Type 2 diabetes, the most common form of the disease, is caused by insufficient insulin secretion from the beta-cells of pancreatic islets, combined with insulin resistance in tissues such as the liver, muscle and fat.
Insulin resistance is strongly linked to obesity; recent research has found that genetics also play a role in islet failure.
Braun's goal is to better understand the physiology and pathophysiology of insulin secretion in diabetes.
"We expect that this will lead to new approaches for the treatment and prevention of the disease," said Braun, a new investigator at the Alberta Diabetes Institute at the U of A.

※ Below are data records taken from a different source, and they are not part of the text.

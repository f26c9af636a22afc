use thiserror::Error;

#[derive(Debug, Error)]
pub enum Error {
    /// Export input that cannot be turned into a note list or a valid header.
    #[error("malformed input: {0}")]
    MalformedInput(String),
    /// Binary timeline that is structurally invalid.
    #[error("midi parse error: {0}")]
    Parse(String),
    #[error("i/o error: {0}")]
    Io(#[from] std::io::Error),
    #[error("audio error: {0}")]
    Audio(#[from] hound::Error),
}

impl From<midly::Error> for Error {
    fn from(err: midly::Error) -> Self {
        Error::Parse(err.to_string())
    }
}

pub type Result<T> = std::result::Result<T, Error>;
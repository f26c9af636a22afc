use std::collections::BTreeMap;

use crate::note::Note;

/// Notes that have started but not yet ended, keyed by `(channel, pitch)`.
///
/// Each key holds a stack: a note-off always closes the most recently opened
/// note of the same channel and pitch.
#[derive(Debug, Default)]
pub struct ActiveNotes {
    held: BTreeMap<(u8, u8), Vec<(f64, u8)>>,
}

impl ActiveNotes {
    pub fn new() -> Self {
        Self::default()
    }

    pub fn open(&mut self, channel: u8, pitch: u8, start: f64, velocity: u8) {
        self.held.entry((channel, pitch)).or_default().push((start, velocity));
    }

    /// Close the last-opened note for the key. Returns `None` for an unmatched
    /// note-off, which callers drop.
    pub fn close(&mut self, channel: u8, pitch: u8, end: f64) -> Option<Note> {
        let stack = self.held.get_mut(&(channel, pitch))?;
        let (start, velocity) = stack.pop()?;
        if stack.is_empty() {
            self.held.remove(&(channel, pitch));
        }
        Some(Note::new(pitch, start, end, velocity))
    }

    /// Close every held note at `end`, whatever its key or start time.
    pub fn close_all(&mut self, end: f64) -> Vec<Note> {
        std::mem::take(&mut self.held)
            .into_iter()
            .flat_map(|((_, pitch), stack)| {
                stack
                    .into_iter()
                    .map(move |(start, velocity)| Note::new(pitch, start, end, velocity))
            })
            .collect()
    }

    pub fn len(&self) -> usize {
        self.held.values().map(Vec::len).sum()
    }

    pub fn is_empty(&self) -> bool {
        self.held.is_empty()
    }
}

Three million Canadians suffer from diabetes and another seven million are estimated to have pre-diabetes-elevated blood sugar and reduced sugar tolerance. Eighty per cent of diabetes patients will die prematurely from heart disease or stroke, and it's estimated the disease costs Canada's health system $17 billion in direct and indirect costs.
Muscular dystrophy
Toshifumi Yokota, an assistant professor in the Department of Medical Genetics, plans to identify molecular therapies for muscular dystrophies-a group of more than 30 genetic diseases characterized by progressive weakness and degeneration of skeletal muscle.
"Despite being a common disorder, there are currently no treatment options for muscular dystrophy other than mere relief of symptoms," Yokota said. "We believe our research has strong potential to lead to treatments that could benefit Canadians and people around the world."
Yokota's research will focus on the emerging field of antisense-mediated exon-skipping, which involves encouraging cellular components to skip over an exon-part of a gene that contains DNA coding with instructions for the production of a specific protein.
In some muscular dystrophies, mutations in exons prevent genes from forming properly. Exon skipping involves using antisense oligonucleotides drugs to mask specific exons so that genes can form without mutations.
Yokota will target the protein dysferlin, which when mutated is associated with limb-girdle muscular dystrophy 2B and Miyoshi myopathy. Both are rare forms of muscular dystrophy characterized by progressive loss of muscle and weakening of voluntary muscles in the hips and legs.
Dysferlin is reported to play a key role in muscle membrane repair, and knowing more about the workings of each exon will help researchers design the most effective exon-skipping strategy. About five in one thousand people have a mutated form of the gene that creates dysferlin.